Yes but what will all that cash truly be worth, if the USD is further downgraded and devalued???


----------



## labotomi (Feb 14, 2010)

horseman09 said:


> The *unearned* entitlement bunch are the ones who, IMHO, could be the spark that plunges the country into anarchy and violence on a massive scale. Many of them have never worked, nor have their pappies nor their pappies' pappie. They truly believe we makers are put here on earth to provide for them -- the takers.
> 
> But they would just be the spark that ignites the country. Or....maybe the country will continue on as it always has?

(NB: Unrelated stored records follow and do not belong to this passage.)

//! Liveness and readiness probes
//!
//! - `GET /healthz` - always `ok` while the process serves HTTP
//! - `GET /readyz` - `ok` once controllers are running, 503 before

use std::net::SocketAddr;
use std::sync::atomic::{AtomicBool, Ordering};
use std::sync::Arc;

use axum::extract::State;
use axum::http::StatusCode;
use axum::routing::get;
use axum::Router;
use tracing::{error, info};

/// Shared readiness flag
#[derive(Clone, Debug, Default)]
pub struct Readiness(Arc<AtomicBool>);

impl Readiness {
    /// Create a flag that starts not ready
    pub fn new() -> Self {
        Self::default()
    }

    /// Flip readiness
    pub fn set(&self, ready: bool) {
        self.0.store(ready, Ordering::SeqCst);
    }

    /// Current readiness
    pub fn is_ready(&self) -> bool {
        self.0.load(Ordering::SeqCst)
    }
}

/// Build the probe router
pub fn health_routes(readiness: Readiness) -> Router {
    Router::new()
        .route("/healthz", get(|| async { "ok" }))
        .route("/readyz", get(readyz))
        .with_state(readiness)
}

async fn readyz(State(readiness): State<Readiness>) -> (StatusCode, &'static str) {
    if readiness.is_ready() {
        (StatusCode::OK, "ok")
    } else {
        (StatusCode::SERVICE_UNAVAILABLE, "not ready")
    }
}

/// Serve the probes until the process exits
pub async fn start_health_server(addr: SocketAddr, readiness: Readiness) {
    let listener = match tokio::net::TcpListener::bind(addr).await {
        Ok(l) => {
            info!(addr = %addr, "health probe server started");
            l
        }
        Err(e) => {
            error!(error = %e, addr = %addr, "failed to bind health probe address");
            return;
        }
    };
    if let Err(e) = axum::serve(listener, health_routes(readiness)).await {
        error!(error = %e, "health probe server error");
    }
}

Those on entitlements can set things in motion, but luckily they aren't likely to be prepared (for anything). If things go bad, they'll continue to expect the gov to bail them out and will run out of just about everything before it dawns on them that they're screwed.

I think a huge majority of those won't make it past a month if the money stops becomes insufficient due to inflation. Without money for gas they won't travel very far either.

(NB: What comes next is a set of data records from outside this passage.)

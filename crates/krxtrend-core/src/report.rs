//! Plain-text rendering of an evaluated checklist.

use std::fmt::Write;

use crate::domain::ChecklistResult;

const PASS_GLYPH: &str = "✅";
const FAIL_GLYPH: &str = "❌";

/// Render the checklist as display text.
///
/// Pure function: a title line, one numbered line per condition (the rank
/// value is appended on the rank condition's line), a summary line, and a
/// trailing data-as-of line.
pub fn format_report(name: &str, result: &ChecklistResult) -> String {
    let mut out = String::new();
    let _ = writeln!(out, "[Trend template - {name} ({})]", result.as_of);

    let rank_line = result.items.len();
    for (index, item) in result.items.iter().enumerate() {
        let number = index + 1;
        let glyph = if item.passed { PASS_GLYPH } else { FAIL_GLYPH };
        let _ = write!(out, "{number}. {} {glyph}", item.description);
        if number == rank_line {
            let _ = write!(out, " (RS: {:.0})", result.rank);
        }
        let _ = writeln!(out);
    }

    let summary = if result.all_passed() {
        String::from("▶ ALL PASS 💯")
    } else {
        format!("▶ {}/{} PASS", result.passed_count(), result.items.len())
    };
    let _ = writeln!(out, "{summary}");
    let _ = write!(out, "⚠ data as of {}", result.as_of);

    out
}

At least those who actually work will have some negotiating power


----------



## labotomi (Feb 14, 2010)

invision said:


> Yes but what will all that cash truly be worth, if the USD is further downgraded and devalued???


More than a business venture that loses money due to cap and trade/obamacare/epa regulations etc.

Companies aren't going to gamble with the uncertainty surrounding a president intent on destroying capitalism.


----------



## techrun (Nov 7, 2012)

labotomi said:


> Those on entitlements can set things in motion, but luckily they aren't likely to be prepared (for anything). If things go bad, they'll continue to expect the gov to bail them out and will run out of just about everything before it dawns on them that their screwed.
> 
> I think a huge majority of those won't make it past a month if the money stops becomes insufficient due to inflation. Without money for gas they won't travel very far either.
> 
> At least those who actually work will have some negotiating power


Most of them are what I call 'centralized'. They all live in a certain part of each city. They will turn on each other rather quickly.


----------



## labotomi (Feb 14, 2010)

techrun said:


> Most of them are what I call 'centralized'. They all live in a certain part of each city. They will turn on each other rather quickly.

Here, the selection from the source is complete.